Première déception, ledit contrat n'en est pas un ! Non, ça ressemble plutôt à une série de mesures gouvernementales variées. Ou alors c'est qu'il s'agit de ce type de contrat où l'une des deux parties dicte les termes tandis que l'autre partie a le choix entre dire oui et dire oui. Est-ce de la mauvaise foi que de relever que ce n'est pas tout à fait conforme à la définition du dictionnaire du mot "contrat" ? Enfin bref, à défaut d'un vrai contrat, on pouvait espérer au moins un gage (si j'échoue alors je pars). Mais on est encore déçu : quand le Contrat 2005 aura échoué (peut-il en être autrement ?) viendra le temps du Contrat 2006 ! Si je résume, c'est un contrat non négociable, obligatoire, sans garanties et annuellement renouvelé par tacite reconduction même si la lettre recommandée de résiliation est arrivée dans les temps.


On me dira sans doute : "Allons, ne fais pas l'âne ! L'utilisation du mot "contrat" n'est que du marketing politique, ce n'est pas bien méchant.". Et je répondrai alors : "Ben alors, quitte à être considéré comme un vulgaire péquenaud manipulable à loisir, je préfère que Carrefour soit Premier ministre. Au moins, quand je vais chez Carrefour, je paye mais j'ai un caddie bien rempli. Quand je vais chez Jean-Pierre, je paye et j'en retire l'interdiction d'être homophobe et l'obligation de grillager ma piscine.".


Voilà pour la forme. Et le fond ?


Le fond, c'est Civilization, le vénérable jeu de stratégie sur ordinateur. Jouer à Civilization, c'est diriger virtuellement un pays comme le ferait un démiurge : on déplace des curseurs. Un peu moins de recherche scientifique lorsqu'on a besoin de liquidités, un peu plus de libéralités quand le peuple bougonne, une université ici pour asseoir son influence culturelle, une banque là pour générer de la prospérité, etc. On peut aussi appuyer sur un bouton pour changer la nature du régime politique. Le reste consiste à déplacer les petits bonshommes-citoyens sur la carte : va donc irriguer cette plaine, va donc exploiter ce minerai de fer, va donc taper sur le voisin.

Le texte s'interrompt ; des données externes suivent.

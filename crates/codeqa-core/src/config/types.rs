use std::time::Duration;

use codeqa_llm::RetryPolicy;
use codeqa_rag::FailurePolicy;
use codeqa_store::Metric;
use serde::Deserialize;

use crate::vault::Secret;

#[derive(Debug, Clone, Default, Deserialize)]
pub struct Config {
    #[serde(default)]
    pub llm: LlmConfig,
    #[serde(default)]
    pub vector_store: VectorStoreConfig,
    #[serde(default)]
    pub retrieval: RetrievalConfig,
    #[serde(default)]
    pub indexer: IndexerConfig,
    #[serde(default)]
    pub retry: RetryConfig,
    #[serde(default)]
    pub timeouts: TimeoutConfig,
    #[serde(default)]
    pub gateway: GatewayConfig,
    #[serde(skip)]
    pub secrets: ResolvedSecrets,
}

#[derive(Debug, Clone, Copy, Default, PartialEq, Eq, Deserialize)]
#[serde(rename_all = "lowercase")]
pub enum ProviderKind {
    #[default]
    OpenAi,
    Mock,
}

impl ProviderKind {
    #[must_use]
    pub fn as_str(self) -> &'static str {
        match self {
            Self::OpenAi => "openai",
            Self::Mock => "mock",
        }
    }
}

#[derive(Debug, Clone, Deserialize)]
pub struct LlmConfig {
    #[serde(default)]
    pub provider: ProviderKind,
    #[serde(default = "default_base_url")]
    pub base_url: String,
    #[serde(default = "default_chat_model")]
    pub model: String,
    #[serde(default = "default_embedding_model")]
    pub embedding_model: String,
    #[serde(default = "default_max_tokens")]
    pub max_tokens: u32,
}

fn default_base_url() -> String {
    "https://api.openai.com/v1".into()
}

fn default_chat_model() -> String {
    "gpt-3.5-turbo".into()
}

fn default_embedding_model() -> String {
    "text-embedding-ada-002".into()
}

fn default_max_tokens() -> u32 {
    512
}

impl Default for LlmConfig {
    fn default() -> Self {
        Self {
            provider: ProviderKind::default(),
            base_url: default_base_url(),
            model: default_chat_model(),
            embedding_model: default_embedding_model(),
            max_tokens: default_max_tokens(),
        }
    }
}

#[derive(Debug, Clone, Copy, Default, PartialEq, Eq, Deserialize)]
#[serde(rename_all = "lowercase")]
pub enum StoreBackend {
    #[default]
    Qdrant,
    Memory,
}

#[derive(Debug, Clone, Deserialize)]
pub struct VectorStoreConfig {
    #[serde(default)]
    pub backend: StoreBackend,
    #[serde(default = "default_qdrant_url")]
    pub url: String,
    #[serde(default = "default_collection")]
    pub collection: String,
    #[serde(default = "default_dimension")]
    pub dimension: usize,
    #[serde(default)]
    pub metric: Metric,
}

fn default_qdrant_url() -> String {
    "http://localhost:6334".into()
}

fn default_collection() -> String {
    "code-assistant".into()
}

fn default_dimension() -> usize {
    1536
}

impl Default for VectorStoreConfig {
    fn default() -> Self {
        Self {
            backend: StoreBackend::default(),
            url: default_qdrant_url(),
            collection: default_collection(),
            dimension: default_dimension(),
            metric: Metric::default(),
        }
    }
}

#[derive(Debug, Clone, Deserialize)]
pub struct RetrievalConfig {
    #[serde(default = "default_top_k")]
    pub top_k: usize,
}

fn default_top_k() -> usize {
    codeqa_rag::DEFAULT_TOP_K
}

impl Default for RetrievalConfig {
    fn default() -> Self {
        Self {
            top_k: default_top_k(),
        }
    }
}

#[derive(Debug, Clone, Deserialize)]
pub struct IndexerConfig {
    #[serde(default = "default_corpus_path")]
    pub corpus_path: String,
    #[serde(default = "default_code_field")]
    pub code_field: String,
    /// Maximum items per run; `None` or 0 indexes the whole corpus.
    #[serde(default = "default_index_limit")]
    pub limit: Option<usize>,
    #[serde(default = "default_concurrency")]
    pub concurrency: usize,
    #[serde(default)]
    pub failure_policy: FailurePolicy,
}

fn default_corpus_path() -> String {
    "data/code_search_net_python.jsonl".into()
}

fn default_code_field() -> String {
    "code".into()
}

#[allow(clippy::unnecessary_wraps)]
fn default_index_limit() -> Option<usize> {
    Some(1000)
}

fn default_concurrency() -> usize {
    4
}

impl Default for IndexerConfig {
    fn default() -> Self {
        Self {
            corpus_path: default_corpus_path(),
            code_field: default_code_field(),
            limit: default_index_limit(),
            concurrency: default_concurrency(),
            failure_policy: FailurePolicy::default(),
        }
    }
}

#[derive(Debug, Clone, Deserialize)]
pub struct RetryConfig {
    #[serde(default = "default_max_attempts")]
    pub max_attempts: u32,
    #[serde(default = "default_base_delay_ms")]
    pub base_delay_ms: u64,
    #[serde(default = "default_max_delay_ms")]
    pub max_delay_ms: u64,
    #[serde(default = "default_true")]
    pub jitter: bool,
    #[serde(default = "default_overall_timeout_secs")]
    pub overall_timeout_secs: u64,
}

fn default_max_attempts() -> u32 {
    3
}

fn default_base_delay_ms() -> u64 {
    500
}

fn default_max_delay_ms() -> u64 {
    8_000
}

fn default_true() -> bool {
    true
}

fn default_overall_timeout_secs() -> u64 {
    60
}

impl Default for RetryConfig {
    fn default() -> Self {
        Self {
            max_attempts: default_max_attempts(),
            base_delay_ms: default_base_delay_ms(),
            max_delay_ms: default_max_delay_ms(),
            jitter: default_true(),
            overall_timeout_secs: default_overall_timeout_secs(),
        }
    }
}

impl RetryConfig {
    /// `overall_timeout_secs = 0` disables the overall budget.
    #[must_use]
    pub fn policy(&self) -> RetryPolicy {
        RetryPolicy {
            max_attempts: self.max_attempts,
            base_delay: Duration::from_millis(self.base_delay_ms),
            max_delay: Duration::from_millis(self.max_delay_ms),
            jitter: self.jitter,
            overall_timeout: (self.overall_timeout_secs > 0)
                .then(|| Duration::from_secs(self.overall_timeout_secs)),
        }
    }
}

#[derive(Debug, Clone, Deserialize)]
pub struct TimeoutConfig {
    #[serde(default = "default_embedding_timeout")]
    pub embedding_secs: u64,
    #[serde(default = "default_vector_store_timeout")]
    pub vector_store_secs: u64,
    #[serde(default = "default_chat_timeout")]
    pub chat_secs: u64,
    /// Deadline for one whole query, retrieval plus generation.
    #[serde(default = "default_request_timeout")]
    pub request_secs: u64,
}

fn default_embedding_timeout() -> u64 {
    30
}

fn default_vector_store_timeout() -> u64 {
    10
}

fn default_chat_timeout() -> u64 {
    60
}

fn default_request_timeout() -> u64 {
    90
}

impl Default for TimeoutConfig {
    fn default() -> Self {
        Self {
            embedding_secs: default_embedding_timeout(),
            vector_store_secs: default_vector_store_timeout(),
            chat_secs: default_chat_timeout(),
            request_secs: default_request_timeout(),
        }
    }
}

#[derive(Debug, Clone, Deserialize)]
pub struct GatewayConfig {
    #[serde(default = "default_gateway_bind")]
    pub bind: String,
    #[serde(default = "default_gateway_port")]
    pub port: u16,
    #[serde(default = "default_gateway_max_body")]
    pub max_body_size: usize,
}

fn default_gateway_bind() -> String {
    "127.0.0.1".into()
}

fn default_gateway_port() -> u16 {
    8090
}

fn default_gateway_max_body() -> usize {
    1_048_576
}

impl Default for GatewayConfig {
    fn default() -> Self {
        Self {
            bind: default_gateway_bind(),
            port: default_gateway_port(),
            max_body_size: default_gateway_max_body(),
        }
    }
}

/// Credentials resolved from the vault, never read from the TOML file.
#[derive(Debug, Clone, Default)]
pub struct ResolvedSecrets {
    pub openai_api_key: Option<Secret>,
    pub qdrant_api_key: Option<Secret>,
    pub gateway_token: Option<Secret>,
}
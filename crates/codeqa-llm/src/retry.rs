//! Bounded retry with exponential backoff, full jitter and an overall deadline.

use std::future::Future;
use std::time::{Duration, Instant};

use rand::Rng;

use crate::error::LlmError;

/// Errors that know whether another attempt could succeed.
pub trait Retryable {
    fn is_retryable(&self) -> bool;
}

/// Returned through `From` when the overall retry budget elapses.
#[derive(Debug, Clone)]
pub struct RetryTimeout {
    pub operation: String,
    pub elapsed: Duration,
}

#[derive(Debug, Clone)]
pub struct RetryPolicy {
    /// Total attempts including the first one. Values below 1 behave as 1.
    pub max_attempts: u32,
    pub base_delay: Duration,
    pub max_delay: Duration,
    pub jitter: bool,
    /// Budget for all attempts and sleeps combined.
    pub overall_timeout: Option<Duration>,
}

impl Default for RetryPolicy {
    fn default() -> Self {
        Self {
            max_attempts: 3,
            base_delay: Duration::from_millis(500),
            max_delay: Duration::from_secs(8),
            jitter: true,
            overall_timeout: Some(Duration::from_secs(60)),
        }
    }
}

impl RetryPolicy {
    /// A policy that makes exactly one attempt.
    #[must_use]
    pub fn none() -> Self {
        Self {
            max_attempts: 1,
            overall_timeout: None,
            ..Self::default()
        }
    }

    /// Upper bound of the sleep after the given (zero-based) failed attempt.
    #[must_use]
    pub fn backoff(&self, attempt: u32) -> Duration {
        let factor = 1u32 << attempt.min(16);
        self.base_delay.saturating_mul(factor).min(self.max_delay)
    }

    fn delay(&self, attempt: u32) -> Duration {
        let cap = self.backoff(attempt);
        if !self.jitter || cap.is_zero() {
            return cap;
        }
        let cap_ms = u64::try_from(cap.as_millis()).unwrap_or(u64::MAX);
        Duration::from_millis(rand::thread_rng().gen_range(0..=cap_ms))
    }

    /// Run `f` until it succeeds, fails with a non-retryable error, or the
    /// attempt/time budget is exhausted. The last error is returned.
    ///
    /// # Errors
    ///
    /// Returns the final error from `f`, or `E::from(RetryTimeout)` when the
    /// overall timeout elapses first.
    pub async fn run<T, E, F, Fut>(&self, operation: &str, mut f: F) -> Result<T, E>
    where
        E: Retryable + From<RetryTimeout> + std::fmt::Display,
        F: FnMut() -> Fut,
        Fut: Future<Output = Result<T, E>>,
    {
        let start = Instant::now();
        let attempts = self.max_attempts.max(1);

        let attempt_loop = async {
            let mut attempt = 0;
            loop {
                match f().await {
                    Ok(value) => return Ok(value),
                    Err(e) if e.is_retryable() && attempt + 1 < attempts => {
                        let delay = self.delay(attempt);
                        tracing::warn!(
                            operation,
                            attempt = attempt + 1,
                            max_attempts = attempts,
                            delay_ms = u64::try_from(delay.as_millis()).unwrap_or(u64::MAX),
                            "retrying after error: {e}"
                        );
                        tokio::time::sleep(delay).await;
                        attempt += 1;
                    }
                    Err(e) => return Err(e),
                }
            }
        };

        match self.overall_timeout {
            Some(budget) => tokio::time::timeout(budget, attempt_loop)
                .await
                .unwrap_or_else(|_| {
                    Err(E::from(RetryTimeout {
                        operation: operation.to_owned(),
                        elapsed: start.elapsed(),
                    }))
                }),
            None => attempt_loop.await,
        }
    }
}

impl Retryable for LlmError {
    fn is_retryable(&self) -> bool {
        match self {
            Self::Http(e) => e.is_timeout() || e.is_connect() || e.is_request(),
            Self::RateLimited | Self::Unavailable { .. } | Self::Timeout(_) => true,
            _ => false,
        }
    }
}

impl From<RetryTimeout> for LlmError {
    fn from(t: RetryTimeout) -> Self {
        Self::Timeout(t.elapsed)
    }
}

Eh bien, le petit Jean-Pierre joue à Civilization, il déplace des curseurs. Je le cite : "Les analyses, on les refait tous les jours, on est très attentif et on a les curseurs qu’on déplace régulièrement en fonction des réalités. Mais aujourd’hui, avec tout ce que nous avons enclenché, quand je vois quelque chose d’inquiétant, qu’est-ce que je fais ? Je mobilise l’ensemble de mes ministres pour essayer de corriger ou pour pouvoir répondre."


Le curseur "temps de travail" grippé sur "35 h" n'est pas satisfaisant ? Pas de problème : il suffit de lui adjoindre une bimbeloterie de nouveaux curseurs chamarrés pour que la partie reprenne. Un curseur "heures sup", un curseur "dialogue social" et un curseur "compte épargne temps", de quoi jouer pendant de nombreuses heures encore. Des milliers de combinaisons possibles pour de nouvelles expériences sociétales avec les petits bonshommes sur la carte !


Il faut s'attendre aussi à ce que le curseur "famille" soit mis à contribution dans le Contrat 2005. Parce qu'il serait trop bête que les familles évoluent comme elles souhaiteraient le faire, Jean-Pierre nous dit, relativement au fait d'élever les enfants : "Je souhaite que ce genre de tâche soit de plus en plus partagée dans notre société.". Et hop, on fait glisser le curseur en position 50-50.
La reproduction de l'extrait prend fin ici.